The problem
What follows is a set of records. Repeat them word for word.

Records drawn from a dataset
--

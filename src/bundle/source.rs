// Copyright (c) 2025 Steve Wagner (ciroque@live.com)
// SPDX-License-Identifier: MIT

//! Where bundle bytes come from: an unpacked directory or a zip archive.

use std::fs;
use std::io::{Read, Seek};
use std::path::{Component, Path, PathBuf};

use zip::result::ZipError;
use zip::ZipArchive;

use crate::config::consts::MANIFEST_FILE_NAMES;
use crate::config::ManifestFormat;
use crate::errors::BundleLoadError;

/// Read access to the files of one bundle.
pub trait BundleSource {
    /// Path used in error messages and logs.
    fn location(&self) -> &Path;

    /// Raw manifest bytes and the format implied by its file name.
    fn read_manifest(&mut self) -> Result<(Vec<u8>, ManifestFormat), BundleLoadError>;

    /// Read a resource by its path relative to the bundle root.
    fn read_resource(&mut self, relative: &str) -> Result<Vec<u8>, String>;
}

/// Reject resource paths that could escape the bundle root.
pub fn check_relative_path(relative: &str) -> Result<(), String> {
    let path = Path::new(relative);
    if relative.is_empty() {
        return Err("empty resource path".to_string());
    }
    for component in path.components() {
        match component {
            Component::Normal(_) | Component::CurDir => {}
            _ => {
                return Err(format!(
                    "resource path '{}' must be relative to the bundle root",
                    relative
                ))
            }
        }
    }
    Ok(())
}

/// An unpacked bundle on disk.
pub struct DirectorySource {
    root: PathBuf,
    manifest: Option<PathBuf>,
}

impl DirectorySource {
    /// `path` is either the bundle directory or its manifest file.
    pub fn open(path: &Path) -> Result<Self, BundleLoadError> {
        let metadata = fs::metadata(path).map_err(|_| BundleLoadError::NotFound {
            path: path.to_path_buf(),
        })?;

        if metadata.is_dir() {
            return Ok(Self {
                root: path.to_path_buf(),
                manifest: None,
            });
        }

        let root = path
            .parent()
            .map(Path::to_path_buf)
            .unwrap_or_else(|| PathBuf::from("."));
        Ok(Self {
            root,
            manifest: Some(path.to_path_buf()),
        })
    }

    fn manifest_candidates(&self) -> Vec<PathBuf> {
        match &self.manifest {
            Some(path) => vec![path.clone()],
            None => MANIFEST_FILE_NAMES
                .iter()
                .map(|name| self.root.join(name))
                .collect(),
        }
    }
}

impl BundleSource for DirectorySource {
    fn location(&self) -> &Path {
        self.manifest.as_deref().unwrap_or(&self.root)
    }

    fn read_manifest(&mut self) -> Result<(Vec<u8>, ManifestFormat), BundleLoadError> {
        for candidate in self.manifest_candidates() {
            if !candidate.is_file() {
                continue;
            }
            let file_name = candidate
                .file_name()
                .and_then(|n| n.to_str())
                .unwrap_or_default();
            let format = ManifestFormat::from_file_name(file_name).ok_or_else(|| {
                BundleLoadError::MalformedManifest {
                    path: candidate.clone(),
                    reason: "manifest must be a .json, .yaml or .yml file".to_string(),
                }
            })?;
            let bytes = fs::read(&candidate).map_err(|source| BundleLoadError::Io {
                path: candidate.clone(),
                source,
            })?;
            return Ok((bytes, format));
        }

        Err(BundleLoadError::MalformedManifest {
            path: self.root.clone(),
            reason: format!("no manifest found (expected one of {})", MANIFEST_FILE_NAMES.join(", ")),
        })
    }

    fn read_resource(&mut self, relative: &str) -> Result<Vec<u8>, String> {
        check_relative_path(relative)?;
        let path = self.root.join(relative);
        fs::read(&path).map_err(|e| format!("cannot read '{}': {}", path.display(), e))
    }
}

/// A packed bundle: a zip archive with the manifest at its root.
pub struct ArchiveSource<R: Read + Seek> {
    archive: ZipArchive<R>,
    location: PathBuf,
}

impl<R: Read + Seek> ArchiveSource<R> {
    pub fn new(reader: R, location: PathBuf) -> Result<Self, BundleLoadError> {
        let archive = ZipArchive::new(reader).map_err(|e| BundleLoadError::Archive {
            path: location.clone(),
            reason: e.to_string(),
        })?;
        Ok(Self { archive, location })
    }

    fn read_entry(&mut self, name: &str) -> Result<Option<Vec<u8>>, String> {
        let mut entry = match self.archive.by_name(name) {
            Ok(entry) => entry,
            Err(ZipError::FileNotFound) => return Ok(None),
            Err(e) => return Err(e.to_string()),
        };
        let mut bytes = Vec::with_capacity(entry.size() as usize);
        entry.read_to_end(&mut bytes).map_err(|e| e.to_string())?;
        Ok(Some(bytes))
    }
}

impl<R: Read + Seek> BundleSource for ArchiveSource<R> {
    fn location(&self) -> &Path {
        &self.location
    }

    fn read_manifest(&mut self) -> Result<(Vec<u8>, ManifestFormat), BundleLoadError> {
        for name in MANIFEST_FILE_NAMES {
            let entry = self.read_entry(name).map_err(|reason| BundleLoadError::Archive {
                path: self.location.clone(),
                reason,
            })?;
            if let (Some(bytes), Some(format)) = (entry, ManifestFormat::from_file_name(name)) {
                return Ok((bytes, format));
            }
        }

        Err(BundleLoadError::MalformedManifest {
            path: self.location.clone(),
            reason: format!(
                "no manifest at archive root (expected one of {})",
                MANIFEST_FILE_NAMES.join(", ")
            ),
        })
    }

    fn read_resource(&mut self, relative: &str) -> Result<Vec<u8>, String> {
        check_relative_path(relative)?;
        let name = relative.trim_start_matches("./");
        self.read_entry(name)?
            .ok_or_else(|| format!("'{}' not present in archive", relative))
    }
}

--

Output
filename src/bundle/source.rs
// Copyright (c) 2025 Steve Wagner (ciroque@live.com)
// SPDX-License-Identifier: MIT

//! Where bundle bytes come from: an unpacked directory or a zip archive.

use std::fs;
use std::io::{Read, Seek};
use std::path::{Component, Path, PathBuf};

use zip::result::ZipError;
use zip::ZipArchive;

use crate::config::consts::MANIFEST_FILE_NAMES;
use crate::config::ManifestFormat;
use crate::errors::BundleLoadError;

/// Read access to the files of one bundle.
pub trait BundleSource {
    /// Path used in error messages and logs.
    fn location(&self) -> &Path;

    /// Raw manifest bytes and the format implied by its file name.
    fn read_manifest(&mut self) -> Result<(Vec<u8>, ManifestFormat), BundleLoadError>;

    /// Read a resource by its path relative to the bundle root.
    fn read_resource(&mut self, relative: &str) -> Result<Vec<u8>, String>;
}

/// Reject resource paths that could escape the bundle root.
pub fn check_relative_path(relative: &str) -> Result<(), String> {
    let path = Path::new(relative);
    if relative.is_empty() {
        return Err("empty resource path".to_string());
    }
    for component in path.components() {
        match component {
            Component::Normal(_) | Component::CurDir => {}
            _ => {
                return Err(format!(
                    "resource path '{}' must be relative to the bundle root",
                    relative
                ))
            }
        }
    }
    Ok(())
}

/// An unpacked bundle on disk.
pub struct DirectorySource {
    root: PathBuf,
    manifest: Option<PathBuf>,
}

impl DirectorySource {
    /// `path` is either the bundle directory or its manifest file.
    pub fn open(path: &Path) -> Result<Self, BundleLoadError> {
        let metadata = fs::metadata(path).map_err(|_| BundleLoadError::NotFound {
            path: path.to_path_buf(),
        })?;

        if metadata.is_dir() {
            return Ok(Self {
                root: path.to_path_buf(),
                manifest: None,
            });
        }

        let root = path
            .parent()
            .map(Path::to_path_buf)
            .unwrap_or_else(|| PathBuf::from("."));
        Ok(Self {
            root,
            manifest: Some(path.to_path_buf()),
        })
    }

    fn manifest_candidates(&self) -> Vec<PathBuf> {
        match &self.manifest {
            Some(path) => vec![path.clone()],
            None => MANIFEST_FILE_NAMES
                .iter()
                .map(|name| self.root.join(name))
                .collect(),
        }
    }
}

impl BundleSource for DirectorySource {
    fn location(&self) -> &Path {
        self.manifest.as_deref().unwrap_or(&self.root)
    }

    fn read_manifest(&mut self) -> Result<(Vec<u8>, ManifestFormat), BundleLoadError> {
        for candidate in self.manifest_candidates() {
            if !candidate.is_file() {
                continue;
            }
            let file_name = candidate
                .file_name()
                .and_then(|n| n.to_str())
                .unwrap_or_default();
            let format = ManifestFormat::from_file_name(file_name).ok_or_else(|| {
                BundleLoadError::MalformedManifest {
                    path: candidate.clone(),
                    reason: "manifest must be a .json, .yaml or .yml file".to_string(),
                }
            })?;
            let bytes = fs::read(&candidate).map_err(|source| BundleLoadError::Io {
                path: candidate.clone(),
                source,
            })?;
            return Ok((bytes, format));
        }

        Err(BundleLoadError::MalformedManifest {
            path: self.root.clone(),
            reason: format!("no manifest found (expected one of {})", MANIFEST_FILE_NAMES.join(", ")),
        })
    }

    fn read_resource(&mut self, relative: &str) -> Result<Vec<u8>, String> {
        check_relative_path(relative)?;
        let path = self.root.join(relative);
        fs::read(&path).map_err(|e| format!("cannot read '{}': {}", path.display(), e))
    }
}

/// A packed bundle: a zip archive with the manifest at its root.
pub struct ArchiveSource<R: Read + Seek> {
    archive: ZipArchive<R>,
    location: PathBuf,
}

impl<R: Read + Seek> ArchiveSource<R> {
    pub fn new(reader: R, location: PathBuf) -> Result<Self, BundleLoadError> {
        let archive = ZipArchive::new(reader).map_err(|e| BundleLoadError::Archive {
            path: location.clone(),
            reason: e.to_string(),
        })?;
        Ok(Self { archive, location })
    }

    fn read_entry(&mut self, name: &str) -> Result<Option<Vec<u8>>, String> {
        let mut entry = match self.archive.by_name(name) {
            Ok(entry) => entry,
            Err(ZipError::FileNotFound) => return Ok(None),
            Err(e) => return Err(e.to_string()),
        };
        let mut bytes = Vec::with_capacity(entry.size() as usize);
        entry.read_to_end(&mut bytes).map_err(|e| e.to_string())?;
        Ok(Some(bytes))
    }
}

impl<R: Read + Seek> BundleSource for ArchiveSource<R> {
    fn location(&self) -> &Path {
        &self.location
    }

    fn read_manifest(&mut self) -> Result<(Vec<u8>, ManifestFormat), BundleLoadError> {
        for name in MANIFEST_FILE_NAMES {
            let entry = self.read_entry(name).map_err(|reason| BundleLoadError::Archive {
                path: self.location.clone(),
                reason,
            })?;
            if let (Some(bytes), Some(format)) = (entry, ManifestFormat::from_file_name(name)) {
                return Ok((bytes, format));
            }
        }

        Err(BundleLoadError::MalformedManifest {
            path: self.location.clone(),
            reason: format!(
                "no manifest at archive root (expected one of {})",
                MANIFEST_FILE_NAMES.join(", ")
            ),
        })
    }

    fn read_resource(&mut self, relative: &str) -> Result<Vec<u8>, String> {
        check_relative_path(relative)?;
        let name = relative.trim_start_matches("./");
        self.read_entry(name)?
            .ok_or_else(|| format!("'{}' not present in archive", relative))
    }
}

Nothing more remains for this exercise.